Can anyone recommend any good labs to buy? 

I can see some labs by Wiley Microsoft Official Academic Course: Exam 70-680: MOAC Labs Online - null Microsoft Official Academic Course

but £20 for unlimited access to labs seems to good to be true?

Boson are $199 which is about £130.00 for a year subscription. 

Thanks again


----------



## joeten (Dec 4, 2008)

Hi it was just to let you see there is something out there search Amazon for more


----------



## PeterH1988 (Apr 2, 2012)

joeten said:


> Hi it was just to let you see there is something out there search Amazon for more


Thanks - I'm really struggling to know what to buy. The reviews for the books including the Microsoft press books are basically saying the book has errors and the content isnt necessarily whats on the exam. 

General searching about the exams are mainly saying alot of people fail these exams.

The other issue I've got is that before this course I was mid way through and really in to studying for my A+ 220-801 and 802. It's kind of thrown a spanner in the works as I need to decide whether to now concentrate on the 70-680 and 685 as my work have paid for and will be paying for my exams, or carry on with the A+, complete that and then concentrate on the Microsoft exams?!

I've invested quite alot of time and money in the A+ so would hate to leave it there, as it sounds like preparation for the Microsoft exams is absolutely mammoth and could be some time before I'm ready for the exams.

I'm also struggling because there are people who say the 70 680 and 685 exams are ok and others that are failing. I dont know how to compare myself to these people in terms of knowledge as obviously I dont know them.

Stressing me out!


----------



## joeten (Dec 4, 2008)

My advice is don't try to compare anything just do it as you wish to everyone is different and how quickly or easily we pick up one thing will be different from another,now the page here will let you have a little peek at some pages Amazon.co.uk: MS 70 680 and 685: Books
the thing you need to decide is which are you most comfortable studying no one but you can answer that,you can look at which you feel more motivated by and are retaining best


----------



## PeterH1988 (Apr 2, 2012)

PeterH1988 said:


> Thanks for the advice. Unfortunately that link for the combined 70 680 and 70 685 books is for Kindle version and currently has 1 star review.
> 
> Can anyone recommend any good labs to buy?
> 
> ...


Has anyone got any advice re virtual labs for practicing for this exam/education?
Thanks


----------



## joeten (Dec 4, 2008)

That is all I have found too, you might check out here Home - Born to Learn there is a forum and study group area which may bring you some more info


----------



## greenbrucelee (Apr 24, 2007)

Cisco Network Simulator | IT Practice Exams | IT Training | Boson.com do great exams


----------



## PeterH1988 (Apr 2, 2012)

Does anybody know how different the 70-680 exam is to the 70-685? They look as though they are almost the same really?!


----------



## greenbrucelee (Apr 24, 2007)

there's not much difference.


----------



## Edgedev (Dec 8, 2007)

The difference is the type of certification track you want to go down. Eventually, if you want to get the MCITP Enterprise Server Administrator, I believe 70-685 is one of the required tests for it.

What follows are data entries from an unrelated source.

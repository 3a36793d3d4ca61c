//! src/encryptor/stream.rs
//! AES-256-CBC streaming encryption with PKCS#7 block padding

use crate::aliases::{Aes256Key32, ChunkBuffer, Iv16};
use crate::consts::BLOCK_LEN;
use crate::error::{BackupError, Pass, Stage};
use crate::utils::{read_full, xor_in_place};
use aes::cipher::{BlockEncrypt, KeyInit};
use aes::{Aes256Enc, Block as AesBlock};
use std::io::{Read, Write};

/// Encrypt everything `source` yields and write the ciphertext to `destination`.
///
/// Reads `chunk_len` bytes (a multiple of 16) at a time, so memory stays flat
/// regardless of input size. The final block always carries PKCS#7 padding,
/// which means an input that is already block aligned gains a full padding block.
///
/// The IV is *not* written here; the caller prepends it. Returns the number of
/// ciphertext bytes written.
#[inline]
pub fn encrypt_stream<R, W>(
    mut source: R,
    mut destination: W,
    iv: &Iv16,
    key: &Aes256Key32,
    chunk_len: usize,
) -> Result<u64, BackupError>
where
    R: Read,
    W: Write,
{
    debug_assert!(chunk_len >= BLOCK_LEN && chunk_len % BLOCK_LEN == 0);

    let cipher = Aes256Enc::new(key.expose_secret().into());

    // previous ciphertext block, seeded with the IV
    let mut prev_block = [0u8; BLOCK_LEN];
    prev_block.copy_from_slice(iv.expose_secret());

    // one spare block so the PKCS#7 trailer always fits
    let mut buffer = ChunkBuffer::new(vec![0u8; chunk_len + BLOCK_LEN]);
    let mut written = 0u64;

    loop {
        let buf = buffer.expose_secret_mut();
        let n = read_full(&mut source, &mut buf[..chunk_len])
            .map_err(BackupError::io(Pass::Export, Stage::Compression))?;

        let is_final = n < chunk_len;
        let mut len = n;
        if is_final {
            let pad = BLOCK_LEN - (n % BLOCK_LEN);
            buf[n..n + pad].fill(pad as u8);
            len = n + pad;
        }

        for block in buf[..len].chunks_exact_mut(BLOCK_LEN) {
            xor_in_place(block, &prev_block);
            cipher.encrypt_block(AesBlock::from_mut_slice(block));
            prev_block.copy_from_slice(block);
        }

        destination
            .write_all(&buf[..len])
            .map_err(BackupError::io(Pass::Export, Stage::Sink))?;
        written += len as u64;

        if is_final {
            break;
        }
    }

    Ok(written)
}
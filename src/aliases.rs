//! # Secure-Gate Type Aliases
//!
//! Secret-bearing buffers used throughout the pipeline. All of them are
//! [`secure-gate`](https://github.com/Slurp9187/secure-gate) wrappers: access needs an
//! explicit `.expose_secret()` / `.expose_secret_mut()` and, with the `zeroize`
//! feature, the memory is wiped on drop.
//!
//! ## Type Categories
//!
//! ### HMAC Primitives
//! - [`HmacSha256`] - envelope authentication
//! - [`HmacSha512`] - PRF for PBKDF2 key derivation
//!
//! ### Fixed-Size Secrets
//! - [`Aes256Key32`] - AES-256 cipher key
//! - [`Iv16`] - per-export CBC initialization vector
//! - [`MacTag32`] - HMAC-SHA256 tag (computed or observed)
//! - [`Salt16`] - PBKDF2 salt
//! - [`DerivedKeys64`] - raw PBKDF2 output before it is split
//!
//! ### Dynamic Secrets
//! - [`MacKey`] - HMAC key bytes (any length, never empty)
//! - [`AccountSecret`] - passphrase-like input for [`PassphraseKeys`](crate::PassphraseKeys)
//! - [`ChunkBuffer`] - streaming plaintext buffer

use hmac::Hmac;
use sha2::{Sha256, Sha512};

pub type HmacSha256 = Hmac<Sha256>;
pub type HmacSha512 = Hmac<Sha512>;

// ─────────────────────────────────────────────────────────────────────────────
// SpanBuffer — generic secure stack buffer (direct alias to secure-gate's Fixed)
// ─────────────────────────────────────────────────────────────────────────────
pub type SpanBuffer<const N: usize> = secure_gate::Fixed<[u8; N]>;

pub type Aes256Key32 = SpanBuffer<32>;
pub type DerivedKeys64 = SpanBuffer<64>; // cipher key ‖ MAC key
pub type Iv16 = SpanBuffer<16>;
pub type MacTag32 = SpanBuffer<32>;
pub type Salt16 = SpanBuffer<16>;

// ─────────────────────────────────────────────────────────────────────────────
// Dynamic secrets
// ─────────────────────────────────────────────────────────────────────────────
pub type AccountSecret = secure_gate::Dynamic<String>;
pub type ChunkBuffer = secure_gate::Dynamic<Vec<u8>>;
pub type MacKey = secure_gate::Dynamic<Vec<u8>>;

The test just asks questions more along the line of what you would encounter on a large system scale in Windows 7 Professional and Enterprise. It's more top-heavy on things like shared folders, file permissions, and how to locate enterprise-like resources. The 70-680 test is based more along the lines of Windows 7 Home Premium and some media resources. 

There's not much difference if you know the operating system as a whole, but if you are not adept too much on the enterprise side, I would suggest looking into it. It's a good resource if you ever get a job with a large company.


----------



## PeterH1988 (Apr 2, 2012)

Hi,

As work paid for my week long boot camp course which covered the 70-680 and 70-685 exams they asked me to take the exams before the end of May.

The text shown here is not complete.